(RECORDS SUPPLIED begins)

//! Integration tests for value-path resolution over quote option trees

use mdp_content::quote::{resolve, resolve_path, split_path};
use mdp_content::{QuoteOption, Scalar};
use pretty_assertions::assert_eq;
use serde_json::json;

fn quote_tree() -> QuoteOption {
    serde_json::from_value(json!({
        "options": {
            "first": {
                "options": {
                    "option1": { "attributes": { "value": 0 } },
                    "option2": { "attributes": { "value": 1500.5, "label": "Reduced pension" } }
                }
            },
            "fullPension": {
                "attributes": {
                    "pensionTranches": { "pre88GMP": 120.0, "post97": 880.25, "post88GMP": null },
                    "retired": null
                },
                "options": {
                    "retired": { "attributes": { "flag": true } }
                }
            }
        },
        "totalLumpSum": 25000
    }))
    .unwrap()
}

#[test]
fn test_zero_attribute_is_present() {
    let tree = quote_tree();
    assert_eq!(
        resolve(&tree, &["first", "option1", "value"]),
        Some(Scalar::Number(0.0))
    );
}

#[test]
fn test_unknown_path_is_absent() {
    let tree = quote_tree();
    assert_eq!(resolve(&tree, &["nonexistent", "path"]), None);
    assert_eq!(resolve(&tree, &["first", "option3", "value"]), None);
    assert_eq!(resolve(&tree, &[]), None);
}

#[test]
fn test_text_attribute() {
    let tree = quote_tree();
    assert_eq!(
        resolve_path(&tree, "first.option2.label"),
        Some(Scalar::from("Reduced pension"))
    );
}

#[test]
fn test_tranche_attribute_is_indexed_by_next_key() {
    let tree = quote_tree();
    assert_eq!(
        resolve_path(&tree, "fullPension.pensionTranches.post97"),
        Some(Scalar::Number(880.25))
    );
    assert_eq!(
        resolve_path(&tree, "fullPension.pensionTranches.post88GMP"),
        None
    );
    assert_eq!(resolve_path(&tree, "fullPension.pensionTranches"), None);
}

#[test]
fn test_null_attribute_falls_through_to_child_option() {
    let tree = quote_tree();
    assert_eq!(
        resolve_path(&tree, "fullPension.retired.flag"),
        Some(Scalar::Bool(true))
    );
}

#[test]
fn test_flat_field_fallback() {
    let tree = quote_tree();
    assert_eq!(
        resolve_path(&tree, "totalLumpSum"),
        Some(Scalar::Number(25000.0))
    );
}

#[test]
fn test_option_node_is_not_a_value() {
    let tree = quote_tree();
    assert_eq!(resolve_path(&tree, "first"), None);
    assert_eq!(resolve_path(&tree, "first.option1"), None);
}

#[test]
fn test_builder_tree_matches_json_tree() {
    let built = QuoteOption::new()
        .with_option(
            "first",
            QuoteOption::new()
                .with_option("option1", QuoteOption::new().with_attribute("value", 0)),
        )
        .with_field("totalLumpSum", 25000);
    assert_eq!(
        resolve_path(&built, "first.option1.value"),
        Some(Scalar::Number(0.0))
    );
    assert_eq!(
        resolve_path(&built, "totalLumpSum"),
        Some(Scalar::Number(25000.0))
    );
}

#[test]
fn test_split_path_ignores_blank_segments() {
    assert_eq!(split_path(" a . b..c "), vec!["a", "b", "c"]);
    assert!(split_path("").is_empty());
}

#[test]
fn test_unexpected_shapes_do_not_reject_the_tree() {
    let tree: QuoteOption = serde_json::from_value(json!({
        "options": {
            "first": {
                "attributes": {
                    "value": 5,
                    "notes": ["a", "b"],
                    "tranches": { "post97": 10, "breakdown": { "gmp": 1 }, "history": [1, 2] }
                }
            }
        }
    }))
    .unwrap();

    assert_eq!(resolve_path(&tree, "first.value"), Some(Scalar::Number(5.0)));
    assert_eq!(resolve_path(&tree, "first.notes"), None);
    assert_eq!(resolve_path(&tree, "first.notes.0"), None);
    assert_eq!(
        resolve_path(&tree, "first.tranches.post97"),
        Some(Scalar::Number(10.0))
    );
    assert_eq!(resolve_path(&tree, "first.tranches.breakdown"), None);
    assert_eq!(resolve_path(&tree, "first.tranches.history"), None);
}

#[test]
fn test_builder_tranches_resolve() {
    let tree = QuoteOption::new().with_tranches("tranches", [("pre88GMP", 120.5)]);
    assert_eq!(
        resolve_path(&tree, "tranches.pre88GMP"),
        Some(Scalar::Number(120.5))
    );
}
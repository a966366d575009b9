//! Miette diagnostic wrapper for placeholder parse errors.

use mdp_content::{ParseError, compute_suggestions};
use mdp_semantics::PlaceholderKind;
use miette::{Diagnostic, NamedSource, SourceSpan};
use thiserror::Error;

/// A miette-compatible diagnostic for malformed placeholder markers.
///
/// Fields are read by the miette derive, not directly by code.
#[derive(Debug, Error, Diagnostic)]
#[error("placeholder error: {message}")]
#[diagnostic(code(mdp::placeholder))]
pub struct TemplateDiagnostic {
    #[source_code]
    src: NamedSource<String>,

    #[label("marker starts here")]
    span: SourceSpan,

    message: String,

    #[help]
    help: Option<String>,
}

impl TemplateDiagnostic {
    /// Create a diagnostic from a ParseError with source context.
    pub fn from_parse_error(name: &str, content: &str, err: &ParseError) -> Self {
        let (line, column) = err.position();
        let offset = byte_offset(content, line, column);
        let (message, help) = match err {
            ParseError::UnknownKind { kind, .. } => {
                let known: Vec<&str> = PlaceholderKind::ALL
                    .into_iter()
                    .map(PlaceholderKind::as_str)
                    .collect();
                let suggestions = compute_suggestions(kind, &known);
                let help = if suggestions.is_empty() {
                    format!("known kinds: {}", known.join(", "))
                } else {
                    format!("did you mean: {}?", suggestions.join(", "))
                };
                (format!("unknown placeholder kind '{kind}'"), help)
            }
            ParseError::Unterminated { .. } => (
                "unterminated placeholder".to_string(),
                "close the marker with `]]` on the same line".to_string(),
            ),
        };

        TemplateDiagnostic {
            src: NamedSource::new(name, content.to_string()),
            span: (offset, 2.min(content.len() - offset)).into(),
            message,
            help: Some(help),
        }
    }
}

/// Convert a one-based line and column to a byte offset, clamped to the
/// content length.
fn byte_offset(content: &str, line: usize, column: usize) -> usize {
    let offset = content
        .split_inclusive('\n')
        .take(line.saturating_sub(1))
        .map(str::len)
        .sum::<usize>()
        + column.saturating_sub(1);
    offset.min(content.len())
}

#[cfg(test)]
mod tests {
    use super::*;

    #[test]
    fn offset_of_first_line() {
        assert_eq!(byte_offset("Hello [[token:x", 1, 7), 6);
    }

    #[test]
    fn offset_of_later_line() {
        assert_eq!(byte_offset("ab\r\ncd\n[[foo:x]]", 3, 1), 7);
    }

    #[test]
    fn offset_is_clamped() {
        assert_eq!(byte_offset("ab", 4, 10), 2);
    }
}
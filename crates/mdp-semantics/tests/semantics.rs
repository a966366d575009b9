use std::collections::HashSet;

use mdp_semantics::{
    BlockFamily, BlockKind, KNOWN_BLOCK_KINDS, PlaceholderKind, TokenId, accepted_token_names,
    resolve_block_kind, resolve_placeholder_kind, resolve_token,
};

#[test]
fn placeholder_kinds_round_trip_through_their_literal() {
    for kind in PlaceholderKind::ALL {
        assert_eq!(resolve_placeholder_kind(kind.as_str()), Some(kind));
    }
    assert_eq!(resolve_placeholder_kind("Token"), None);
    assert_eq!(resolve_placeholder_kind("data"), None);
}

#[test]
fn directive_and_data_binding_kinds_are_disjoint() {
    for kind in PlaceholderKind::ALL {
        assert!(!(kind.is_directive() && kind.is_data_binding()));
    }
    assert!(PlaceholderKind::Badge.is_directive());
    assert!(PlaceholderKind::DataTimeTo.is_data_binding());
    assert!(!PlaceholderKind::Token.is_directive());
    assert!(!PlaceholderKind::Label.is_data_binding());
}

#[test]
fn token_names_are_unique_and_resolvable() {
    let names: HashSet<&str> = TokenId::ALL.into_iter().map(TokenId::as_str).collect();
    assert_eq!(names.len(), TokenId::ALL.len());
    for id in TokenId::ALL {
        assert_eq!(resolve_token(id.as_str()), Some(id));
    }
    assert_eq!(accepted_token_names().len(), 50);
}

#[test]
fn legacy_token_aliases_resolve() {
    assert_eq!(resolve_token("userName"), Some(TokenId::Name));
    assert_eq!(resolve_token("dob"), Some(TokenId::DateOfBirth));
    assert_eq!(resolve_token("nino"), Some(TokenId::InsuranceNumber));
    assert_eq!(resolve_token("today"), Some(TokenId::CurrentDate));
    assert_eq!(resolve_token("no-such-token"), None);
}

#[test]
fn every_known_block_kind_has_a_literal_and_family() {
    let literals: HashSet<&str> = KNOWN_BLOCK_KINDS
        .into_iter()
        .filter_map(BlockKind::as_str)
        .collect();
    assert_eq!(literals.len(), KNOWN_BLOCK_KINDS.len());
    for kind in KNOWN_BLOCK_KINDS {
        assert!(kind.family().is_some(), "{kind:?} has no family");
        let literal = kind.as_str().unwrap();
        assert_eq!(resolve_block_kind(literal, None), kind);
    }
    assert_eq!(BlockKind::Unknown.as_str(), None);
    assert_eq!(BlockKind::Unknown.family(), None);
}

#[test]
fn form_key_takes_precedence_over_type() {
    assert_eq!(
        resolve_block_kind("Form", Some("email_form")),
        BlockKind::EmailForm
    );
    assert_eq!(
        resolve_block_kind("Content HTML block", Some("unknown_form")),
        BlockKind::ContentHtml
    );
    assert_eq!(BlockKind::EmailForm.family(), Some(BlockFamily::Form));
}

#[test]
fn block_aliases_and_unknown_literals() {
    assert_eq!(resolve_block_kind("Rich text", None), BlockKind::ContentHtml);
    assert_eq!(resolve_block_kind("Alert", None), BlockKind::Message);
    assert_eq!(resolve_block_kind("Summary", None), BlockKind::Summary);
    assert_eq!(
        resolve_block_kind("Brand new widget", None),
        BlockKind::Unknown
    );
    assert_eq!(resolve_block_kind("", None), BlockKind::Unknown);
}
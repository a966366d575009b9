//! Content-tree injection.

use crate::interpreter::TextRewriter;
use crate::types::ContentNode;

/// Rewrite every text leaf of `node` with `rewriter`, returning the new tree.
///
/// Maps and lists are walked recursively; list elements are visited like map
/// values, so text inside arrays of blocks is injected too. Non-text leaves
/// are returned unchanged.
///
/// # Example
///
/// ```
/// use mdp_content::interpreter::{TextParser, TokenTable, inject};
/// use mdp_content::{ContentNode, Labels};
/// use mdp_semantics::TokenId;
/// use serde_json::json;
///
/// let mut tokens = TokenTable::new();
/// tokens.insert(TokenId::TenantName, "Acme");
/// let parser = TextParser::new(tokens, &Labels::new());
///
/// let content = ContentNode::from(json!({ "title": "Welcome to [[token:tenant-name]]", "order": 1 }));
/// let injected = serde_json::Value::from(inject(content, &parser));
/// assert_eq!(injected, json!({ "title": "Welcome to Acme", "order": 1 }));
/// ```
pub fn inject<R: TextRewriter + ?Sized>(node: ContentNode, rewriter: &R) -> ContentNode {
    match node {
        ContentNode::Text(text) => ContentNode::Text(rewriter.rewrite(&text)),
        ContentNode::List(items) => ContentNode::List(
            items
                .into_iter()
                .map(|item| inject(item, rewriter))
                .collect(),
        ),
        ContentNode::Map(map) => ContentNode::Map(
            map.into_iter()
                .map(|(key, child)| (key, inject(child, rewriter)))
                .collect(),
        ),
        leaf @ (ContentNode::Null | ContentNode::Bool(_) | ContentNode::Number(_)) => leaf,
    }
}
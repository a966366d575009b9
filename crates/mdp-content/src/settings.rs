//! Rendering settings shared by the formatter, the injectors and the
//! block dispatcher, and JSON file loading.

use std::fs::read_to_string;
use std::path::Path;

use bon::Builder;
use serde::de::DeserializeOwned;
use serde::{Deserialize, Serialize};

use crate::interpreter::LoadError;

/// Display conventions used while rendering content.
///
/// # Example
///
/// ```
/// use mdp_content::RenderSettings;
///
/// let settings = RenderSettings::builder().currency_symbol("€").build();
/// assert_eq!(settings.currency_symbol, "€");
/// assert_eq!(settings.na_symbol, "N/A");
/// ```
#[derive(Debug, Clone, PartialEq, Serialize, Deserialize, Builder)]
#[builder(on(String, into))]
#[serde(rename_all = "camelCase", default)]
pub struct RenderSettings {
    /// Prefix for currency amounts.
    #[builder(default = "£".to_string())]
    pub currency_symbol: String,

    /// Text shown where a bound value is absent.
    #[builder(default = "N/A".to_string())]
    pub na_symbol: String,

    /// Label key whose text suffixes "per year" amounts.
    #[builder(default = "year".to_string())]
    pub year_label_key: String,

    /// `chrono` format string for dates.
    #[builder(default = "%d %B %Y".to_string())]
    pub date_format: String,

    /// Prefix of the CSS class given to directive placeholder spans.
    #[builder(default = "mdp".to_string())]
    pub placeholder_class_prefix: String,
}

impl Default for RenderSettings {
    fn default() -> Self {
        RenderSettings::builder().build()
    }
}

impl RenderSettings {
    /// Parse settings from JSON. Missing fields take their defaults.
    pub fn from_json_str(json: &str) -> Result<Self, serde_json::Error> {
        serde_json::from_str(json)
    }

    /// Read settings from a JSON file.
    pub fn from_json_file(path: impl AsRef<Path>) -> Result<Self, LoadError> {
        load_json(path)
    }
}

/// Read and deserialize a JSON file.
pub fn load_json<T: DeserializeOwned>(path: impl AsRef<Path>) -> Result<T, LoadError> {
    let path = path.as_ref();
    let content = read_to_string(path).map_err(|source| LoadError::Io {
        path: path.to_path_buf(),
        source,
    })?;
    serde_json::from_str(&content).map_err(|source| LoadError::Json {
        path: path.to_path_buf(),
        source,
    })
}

(RECORDS SUPPLIED ends)

### GOAL OF THE EXERCISE
Bring together every line in the entries that holds the string "SourceSpan".

### RESPONSE TO THIS TASK
use miette::{Diagnostic, NamedSource, SourceSpan};
    span: SourceSpan,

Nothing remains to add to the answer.